- _WHAT IS REQUIRED_: Report only the number of lines that contain the string "Value" in the records below.

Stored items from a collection
- - -

#[cfg(test)]
mod tests {
    use super::*;
    use std::sync::Arc;

    use axum::{body::Body, body::to_bytes, http::Request};
    use serde_json::{json, Value};
    use tower::ServiceExt;

    use crate::cluster::mock::RecordingClusterClient;
    use crate::cluster::{ClusterFailure, InMemoryClusterClient};

    fn create_test_app() -> Router {
        create_router(AppState::new(Arc::new(InMemoryClusterClient::new())))
    }

    fn failing_app(code: u16, message: &str) -> Router {
        let failure = ClusterFailure::new(code, message);
        let client = RecordingClusterClient::failing(failure.into());
        create_router(AppState::new(Arc::new(client)))
    }

    fn web_deployment() -> Value {
        json!({
            "apiVersion": "apps/v1",
            "kind": "Deployment",
            "metadata": {"name": "web"},
            "spec": {
                "replicas": 3,
                "selector": {"matchLabels": {"app": "web"}},
                "template": {
                    "metadata": {"labels": {"app": "web"}},
                    "spec": {"containers": [{"name": "web", "image": "nginx:1.27"}]}
                }
            }
        })
    }

    fn post_json(uri: &str, body: &Value) -> Request<Body> {
        Request::builder()
            .method("POST")
            .uri(uri)
            .header("content-type", "application/json")
            .body(Body::from(serde_json::to_string(body).unwrap()))
            .unwrap()
    }

    fn get_request(uri: &str) -> Request<Body> {
        Request::builder().uri(uri).body(Body::empty()).unwrap()
    }

    async fn body_json(response: Response) -> Value {
        let bytes = to_bytes(response.into_body(), usize::MAX).await.unwrap();
        serde_json::from_slice(&bytes).unwrap()
    }

    #[tokio::test]
    async fn test_health_endpoint() {
        let app = create_test_app();

        let response = app.oneshot(get_request("/health")).await.unwrap();

        assert_eq!(response.status(), StatusCode::OK);
    }

    #[tokio::test]
    async fn test_create_deployment() {
        let app = create_test_app();

        let response = app
            .oneshot(post_json(
                "/api/orchestration/deployments/default",
                &web_deployment(),
            ))
            .await
            .unwrap();

        assert_eq!(response.status(), StatusCode::OK);
        let body = body_json(response).await;
        assert_eq!(body["message"], "Deployment created successfully");
        assert_eq!(body["name"], "web");
    }

    #[tokio::test]
    async fn test_create_then_get_has_default_strategy() {
        let app = create_test_app();

        let response = app
            .clone()
            .oneshot(post_json(
                "/api/orchestration/deployments/default",
                &web_deployment(),
            ))
            .await
            .unwrap();
        assert_eq!(response.status(), StatusCode::OK);

        let response = app
            .oneshot(get_request("/api/orchestration/deployments/default/web"))
            .await
            .unwrap();

        assert_eq!(response.status(), StatusCode::OK);
        let body = body_json(response).await;
        assert_eq!(body["spec"]["strategy"]["type"], "RollingUpdate");
        assert_eq!(body["spec"]["replicas"], 3);
    }

    #[tokio::test]
    async fn test_create_null_body_is_bad_request() {
        let app = create_test_app();

        let response = app
            .oneshot(post_json(
                "/api/orchestration/deployments/default",
                &Value::Null,
            ))
            .await
            .unwrap();

        assert_eq!(response.status(), StatusCode::BAD_REQUEST);
        let body = body_json(response).await;
        assert_eq!(body["message"], "Deployment cannot be null");
        assert!(body["timestamp"].is_string());
    }

    #[tokio::test]
    async fn test_create_without_name_is_bad_request() {
        let app = create_test_app();
        let mut deployment = web_deployment();
        deployment["metadata"] = json!({});

        let response = app
            .oneshot(post_json(
                "/api/orchestration/deployments/default",
                &deployment,
            ))
            .await
            .unwrap();

        assert_eq!(response.status(), StatusCode::BAD_REQUEST);
        let body = body_json(response).await;
        assert_eq!(body["message"], "Deployment must have a name in metadata");
    }

    #[tokio::test]
    async fn test_create_without_template_is_bad_request() {
        let app = create_test_app();
        let deployment = json!({"metadata": {"name": "web"}, "spec": {"replicas": 1}});

        let response = app
            .oneshot(post_json(
                "/api/orchestration/deployments/default",
                &deployment,
            ))
            .await
            .unwrap();

        assert_eq!(response.status(), StatusCode::BAD_REQUEST);
    }

    #[tokio::test]
    async fn test_create_malformed_json() {
        let app = create_test_app();

        let response = app
            .oneshot(
                Request::builder()
                    .method("POST")
                    .uri("/api/orchestration/deployments/default")
                    .header("content-type", "application/json")
                    .body(Body::from("{not json"))
                    .unwrap(),
            )
            .await
            .unwrap();

        assert_eq!(response.status(), StatusCode::BAD_REQUEST);
        let body = body_json(response).await;
        assert!(body["message"]
            .as_str()
            .unwrap()
            .starts_with("JSON processing error"));
    }

    #[tokio::test]
    async fn test_create_duplicate_forwards_conflict() {
        let app = create_test_app();

        for expected in [StatusCode::OK, StatusCode::CONFLICT] {
            let response = app
                .clone()
                .oneshot(post_json(
                    "/api/orchestration/deployments/default",
                    &web_deployment(),
                ))
                .await
                .unwrap();
            assert_eq!(response.status(), expected);
        }
    }

    #[tokio::test]
    async fn test_scale_deployment() {
        let app = create_test_app();
        app.clone()
            .oneshot(post_json(
                "/api/orchestration/deployments/default",
                &web_deployment(),
            ))
            .await
            .unwrap();

        let response = app
            .clone()
            .oneshot(
                Request::builder()
                    .method("POST")
                    .uri("/api/orchestration/deployments/default/web/scale?replicas=5")
                    .body(Body::empty())
                    .unwrap(),
            )
            .await
            .unwrap();
        assert_eq!(response.status(), StatusCode::OK);

        let response = app
            .oneshot(get_request("/api/orchestration/deployments/default"))
            .await
            .unwrap();
        let body = body_json(response).await;
        assert_eq!(body, json!([{"name": "web", "replicas": "5"}]));
    }

    #[tokio::test]
    async fn test_scale_non_numeric_replicas() {
        let app = create_test_app();

        let response = app
            .oneshot(
                Request::builder()
                    .method("POST")
                    .uri("/api/orchestration/deployments/default/web/scale?replicas=many")
                    .body(Body::empty())
                    .unwrap(),
            )
            .await
            .unwrap();

        assert_eq!(response.status(), StatusCode::BAD_REQUEST);
        let body = body_json(response).await;
        assert!(body["message"]
            .as_str()
            .unwrap()
            .starts_with("Invalid request parameter"));
    }

    #[tokio::test]
    async fn test_scale_missing_deployment_is_server_error() {
        let app = create_test_app();

        let response = app
            .oneshot(
                Request::builder()
                    .method("POST")
                    .uri("/api/orchestration/deployments/default/web/scale?replicas=2")
                    .body(Body::empty())
                    .unwrap(),
            )
            .await
            .unwrap();

        assert_eq!(response.status(), StatusCode::INTERNAL_SERVER_ERROR);
    }

    #[tokio::test]
    async fn test_list_pods_empty_namespace() {
        let app = create_test_app();

        let response = app
            .oneshot(get_request("/api/orchestration/pods/default"))
            .await
            .unwrap();

        assert_eq!(response.status(), StatusCode::OK);
        assert_eq!(body_json(response).await, json!([]));
    }

    #[tokio::test]
    async fn test_list_pods_returns_pods() {
        let mut pod = k8s_openapi::api::core::v1::Pod::default();
        pod.metadata.name = Some("web-7d9c".to_string());
        let client = InMemoryClusterClient::new().with_pod("default", pod);
        let app = create_router(AppState::new(Arc::new(client)));

        let response = app
            .oneshot(get_request("/api/orchestration/pods/default"))
            .await
            .unwrap();

        assert_eq!(response.status(), StatusCode::OK);
        let body = body_json(response).await;
        assert_eq!(body[0]["metadata"]["name"], "web-7d9c");
        assert_eq!(body[0]["metadata"]["namespace"], "default");
    }

    #[tokio::test]
    async fn test_delete_deployment() {
        let app = create_test_app();
        app.clone()
            .oneshot(post_json(
                "/api/orchestration/deployments/default",
                &web_deployment(),
            ))
            .await
            .unwrap();

        let delete = || {
            Request::builder()
                .method("DELETE")
                .uri("/api/orchestration/deployments/default/web")
                .body(Body::empty())
                .unwrap()
        };

        let response = app.clone().oneshot(delete()).await.unwrap();
        assert_eq!(response.status(), StatusCode::OK);

        let response = app.oneshot(delete()).await.unwrap();
        assert_eq!(response.status(), StatusCode::INTERNAL_SERVER_ERROR);
    }

    #[tokio::test]
    async fn test_not_found_collapses_on_get() {
        let app = failing_app(404, "Not Found");

        let response = app
            .oneshot(get_request("/api/orchestration/deployments/default/web"))
            .await
            .unwrap();

        assert_eq!(response.status(), StatusCode::INTERNAL_SERVER_ERROR);
        assert_eq!(body_json(response).await, json!({"error": "Not Found"}));
    }

    #[tokio::test]
    async fn test_not_found_forwarded_on_create() {
        let app = failing_app(404, "Not Found");

        let response = app
            .oneshot(post_json(
                "/api/orchestration/deployments/default",
                &web_deployment(),
            ))
            .await
            .unwrap();

        assert_eq!(response.status(), StatusCode::NOT_FOUND);
        assert_eq!(body_json(response).await, json!({"error": "Not Found"}));
    }

    #[tokio::test]
    async fn test_not_found_forwarded_on_list_deployments() {
        let app = failing_app(404, "Not Found");

        let response = app
            .oneshot(get_request("/api/orchestration/deployments/default"))
            .await
            .unwrap();

        assert_eq!(response.status(), StatusCode::NOT_FOUND);
        assert_eq!(body_json(response).await, json!([{"error": "Not Found"}]));
    }

    #[tokio::test]
    async fn test_not_found_collapses_on_list_pods() {
        let app = failing_app(404, "Not Found");

        let response = app
            .oneshot(get_request("/api/orchestration/pods/default"))
            .await
            .unwrap();

        assert_eq!(response.status(), StatusCode::INTERNAL_SERVER_ERROR);
    }

    #[test]
    fn test_summary_without_replicas() {
        let mut deployment = Deployment::default();
        deployment.metadata.name = Some("web".to_string());

        let summary = DeploymentSummary::from(&deployment);
        assert_eq!(summary.name.as_deref(), Some("web"));
        assert_eq!(summary.replicas, None);
    }
}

- - -

- _THE ANSWER_: 5